This repository contains two Jupyter notebooks that provide solutions for the CIFAR-10 dataset using two different models: ResNet-9 and Vision Transformer (ViT). The focus is on offering users a choice between a lightweight model with reasonable accuracy and a more complex model that achieves higher accuracy.
-
ResNet-9
- Description: ResNet-9 is a lightweight deep residual network designed for fast image classification. It consists of 9 layers and is optimized for performance on less complex tasks, making it suitable for scenarios where computational resources are limited.
- Accuracy: Achieves approximately 92.5% accuracy on the CIFAR-10 dataset.
- Model Weight: Lightweight, making it ideal for deployment in resource-constrained environments.
-
Vision Transformer (ViT)
- Description: Vision Transformer leverages self-attention mechanisms to process images. It has shown superior performance on various image classification tasks, especially when trained on large datasets.
- Accuracy: Achieves an impressive 97.9% accuracy on the CIFAR-10 dataset.

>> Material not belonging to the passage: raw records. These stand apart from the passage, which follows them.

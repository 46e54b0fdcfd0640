use crate::errors::{AppError, Result};
use chrono::{Datelike, NaiveDate};
use once_cell::sync::Lazy;
use regex::Regex;
use serde::{Deserialize, Serialize};
use utoipa::ToSchema;

pub const ADULT_AGE: i32 = 18;

static EMAIL_RE: Lazy<Regex> = Lazy::new(|| {
    Regex::new(r"^[a-zA-Z0-9._%+-]+@[a-zA-Z0-9.-]+\.[a-zA-Z]{2,}$").expect("valid email pattern")
});

pub struct Validator;

impl Validator {
    pub fn validate_email(email: &str) -> Result<()> {
        if email.len() > 254 || !EMAIL_RE.is_match(email) {
            return Err(AppError::ValidationError("E-mail inválido.".to_string()));
        }

        Ok(())
    }

    pub fn validate_password(password: &str) -> Result<()> {
        if password.chars().count() < 8 {
            return Err(AppError::ValidationError(
                "A senha deve ter pelo menos 8 caracteres.".to_string(),
            ));
        }

        if password.chars().count() > 128 {
            return Err(AppError::ValidationError(
                "A senha deve ter no máximo 128 caracteres.".to_string(),
            ));
        }

        let has_letter = password.chars().any(|c| c.is_alphabetic());
        let has_digit = password.chars().any(|c| c.is_ascii_digit());
        if !has_letter || !has_digit {
            return Err(AppError::ValidationError(
                "A senha deve conter letras e números.".to_string(),
            ));
        }

        Ok(())
    }

    pub fn validate_display_name(name: &str) -> Result<()> {
        let len = name.trim().chars().count();
        if !(2..=60).contains(&len) {
            return Err(AppError::ValidationError(
                "O nome deve ter entre 2 e 60 caracteres.".to_string(),
            ));
        }
        Ok(())
    }

    pub fn validate_cpf(cpf: &str) -> Result<()> {
        if !validate_cpf(cpf) {
            return Err(AppError::ValidationError(
                "CPF inválido. Verifique o número digitado.".to_string(),
            ));
        }
        Ok(())
    }

    pub fn validate_adult(birth_date: NaiveDate, today: NaiveDate) -> Result<()> {
        if !is_adult(birth_date, today) {
            return Err(AppError::ValidationError(
                "Você precisa ter 18 anos ou mais para se cadastrar.".to_string(),
            ));
        }
        Ok(())
    }

    pub fn validate_required(field: &str, value: &str) -> Result<()> {
        if value.trim().is_empty() {
            return Err(AppError::ValidationError(format!(
                "Por favor, preencha o campo obrigatório: {}.",
                field
            )));
        }
        Ok(())
    }
}

/// Strips everything that is not an ASCII digit.
pub fn clean_cpf(cpf: &str) -> String {
    cpf.chars().filter(|c| c.is_ascii_digit()).collect()
}

/// Formats 11 digits as `000.000.000-00`; other lengths are returned cleaned.
pub fn format_cpf(cpf: &str) -> String {
    let digits = clean_cpf(cpf);
    if digits.len() != 11 {
        return digits;
    }
    format!(
        "{}.{}.{}-{}",
        &digits[0..3],
        &digits[3..6],
        &digits[6..9],
        &digits[9..11]
    )
}

fn cpf_check_digit(digits: &[u32], first_weight: u32) -> u32 {
    let sum: u32 = digits
        .iter()
        .zip((2..=first_weight).rev())
        .map(|(d, w)| d * w)
        .sum();
    let remainder = (sum * 10) % 11;
    if remainder == 10 {
        0
    } else {
        remainder
    }
}

/// Checks a CPF (formatted or not) against both modulo-11 check digits.
/// Strings made of one repeated digit pass the arithmetic but are never issued.
pub fn validate_cpf(cpf: &str) -> bool {
    let cleaned = clean_cpf(cpf);
    if cleaned.len() != 11 {
        return false;
    }

    let digits: Vec<u32> = cleaned.chars().filter_map(|c| c.to_digit(10)).collect();
    if digits.iter().all(|d| *d == digits[0]) {
        return false;
    }

    cpf_check_digit(&digits[..9], 10) == digits[9] && cpf_check_digit(&digits[..10], 11) == digits[10]
}

/// Whole years between `birth_date` and `today`.
pub fn age_on(birth_date: NaiveDate, today: NaiveDate) -> i32 {
    let mut age = today.year() - birth_date.year();
    if (today.month(), today.day()) < (birth_date.month(), birth_date.day()) {
        age -= 1;
    }
    age
}

pub fn is_adult(birth_date: NaiveDate, today: NaiveDate) -> bool {
    age_on(birth_date, today) >= ADULT_AGE
}

#[derive(Debug, Clone, Copy, PartialEq, Eq, Serialize, Deserialize, ToSchema)]
#[serde(rename_all = "snake_case")]
pub enum PixKeyKind {
    Email,
    Phone,
    Cpf,
    Random,
}

/// Recognises the PIX key types a player can withdraw to.
pub fn classify_pix_key(key: &str) -> Result<PixKeyKind> {
    let key = key.trim();
    let invalid = || AppError::ValidationError("Chave PIX inválida.".to_string());

    if key.contains('@') {
        Validator::validate_email(key).map_err(|_| invalid())?;
        return Ok(PixKeyKind::Email);
    }

    if let Some(national) = key.strip_prefix("+55") {
        let ok = national.chars().all(|c| c.is_ascii_digit()) && (10..=11).contains(&national.len());
        return if ok { Ok(PixKeyKind::Phone) } else { Err(invalid()) };
    }

    if uuid::Uuid::parse_str(key).is_ok() {
        return Ok(PixKeyKind::Random);
    }

    if validate_cpf(key) {
        return Ok(PixKeyKind::Cpf);
    }

    Err(invalid())
}

/// Normalises a Brazilian postal code (CEP) to its 8 digits.
pub fn clean_cep(cep: &str) -> Result<String> {
    let digits: String = cep.chars().filter(|c| c.is_ascii_digit()).collect();
    if digits.len() != 8 || cep.chars().any(|c| !c.is_ascii_digit() && c != '-' && c != '.' && c != ' ') {
        return Err(AppError::ValidationError("CEP inválido.".to_string()));
    }
    Ok(digits)
}

#[cfg(test)]
mod tests {
    use super::*;
    use rand::{rngs::StdRng, Rng, SeedableRng};

    fn date(y: i32, m: u32, d: u32) -> NaiveDate {
        NaiveDate::from_ymd_opt(y, m, d).unwrap()
    }

    // Textbook formulation: remainder < 2 gives 0, otherwise 11 - remainder.
    fn reference_check_digits(prefix: &[u32]) -> (u32, u32) {
        let dv = |ds: &[u32]| {
            let n = ds.len() as u32 + 1;
            let sum: u32 = ds.iter().enumerate().map(|(i, d)| d * (n - i as u32)).sum();
            let r = sum % 11;
            if r < 2 { 0 } else { 11 - r }
        };
        let first = dv(prefix);
        let mut with_first = prefix.to_vec();
        with_first.push(first);
        (first, dv(&with_first))
    }

    #[test]
    fn test_known_valid_cpfs() {
        assert!(validate_cpf("529.982.247-25"));
        assert!(validate_cpf("52998224725"));
        assert!(validate_cpf("111.444.777-35"));
    }

    #[test]
    fn test_invalid_cpfs() {
        assert!(!validate_cpf("529.982.247-26"));
        assert!(!validate_cpf("5299822472"));
        assert!(!validate_cpf("529982247250"));
        assert!(!validate_cpf(""));
        assert!(!validate_cpf("abc"));
    }

    #[test]
    fn test_repeated_digit_cpfs_rejected() {
        for d in 0..=9 {
            let cpf: String = std::iter::repeat(char::from_digit(d, 10).unwrap()).take(11).collect();
            assert!(!validate_cpf(&cpf), "{} must be invalid", cpf);
        }
    }

    #[test]
    fn test_cpf_accepts_exactly_matching_check_digits() {
        let mut rng = StdRng::seed_from_u64(7);
        for _ in 0..2000 {
            let prefix: Vec<u32> = (0..9).map(|_| rng.gen_range(0..10)).collect();
            if prefix.iter().all(|d| *d == prefix[0]) {
                continue;
            }
            let (dv1, dv2) = reference_check_digits(&prefix);
            let base: String = prefix.iter().map(|d| char::from_digit(*d, 10).unwrap()).collect();

            for a in 0..10u32 {
                for b in 0..10u32 {
                    let cpf = format!("{}{}{}", base, a, b);
                    assert_eq!(validate_cpf(&cpf), a == dv1 && b == dv2, "cpf {}", cpf);
                }
            }
        }
    }

    #[test]
    fn test_format_and_clean_cpf() {
        assert_eq!(format_cpf("52998224725"), "529.982.247-25");
        assert_eq!(clean_cpf("529.982.247-25"), "52998224725");
    }

    #[test]
    fn test_adult_on_exact_birthday() {
        let today = date(2026, 10, 16);
        assert!(is_adult(date(2008, 10, 16), today));
        assert!(!is_adult(date(2008, 10, 17), today));
        assert!(is_adult(date(1990, 1, 1), today));
    }

    #[test]
    fn test_adult_leap_day_birth() {
        // Born on Feb 29: the birthday counts from March 1 in common years.
        assert!(!is_adult(date(2008, 2, 29), date(2026, 2, 28)));
        assert!(is_adult(date(2008, 2, 29), date(2026, 3, 1)));
    }

    #[test]
    fn test_classify_pix_key() {
        assert_eq!(classify_pix_key("jogador@exemplo.com").unwrap(), PixKeyKind::Email);
        assert_eq!(classify_pix_key("+5511987654321").unwrap(), PixKeyKind::Phone);
        assert_eq!(classify_pix_key("529.982.247-25").unwrap(), PixKeyKind::Cpf);
        assert_eq!(
            classify_pix_key("123e4567-e89b-12d3-a456-426614174000").unwrap(),
            PixKeyKind::Random
        );
        assert!(classify_pix_key("+551198").is_err());
        assert!(classify_pix_key("11111111111").is_err());
        assert!(classify_pix_key("qualquer coisa").is_err());
    }

    #[test]
    fn test_clean_cep() {
        assert_eq!(clean_cep("01310-100").unwrap(), "01310100");
        assert!(clean_cep("0131010").is_err());
        assert!(clean_cep("01310-10a").is_err());
    }

    #[test]
    fn test_password_rules() {
        assert!(Validator::validate_password("sorte2024").is_ok());
        assert!(Validator::validate_password("curta1").is_err());
        assert!(Validator::validate_password("semnumeros").is_err());
    }
}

- Model Weight: Heavier than ResNet-9, requiring more computational resources but providing significantly better accuracy.
Model | Accuracy | Model Weight |
---|---|---|
ResNet-9 | 0.925 | Lightweight |
ViT | 0.979 | Heavier |
-
Performance: While ResNet-9 provides a good balance of speed and accuracy, ViT excels in terms of accuracy at the cost of increased model complexity and resource requirements.
-
Use Cases:
- Use ResNet-9 when you need a fast solution that can run efficiently on devices with limited computational power.
- Choose ViT when the highest possible accuracy is required and you have access to sufficient computational resources.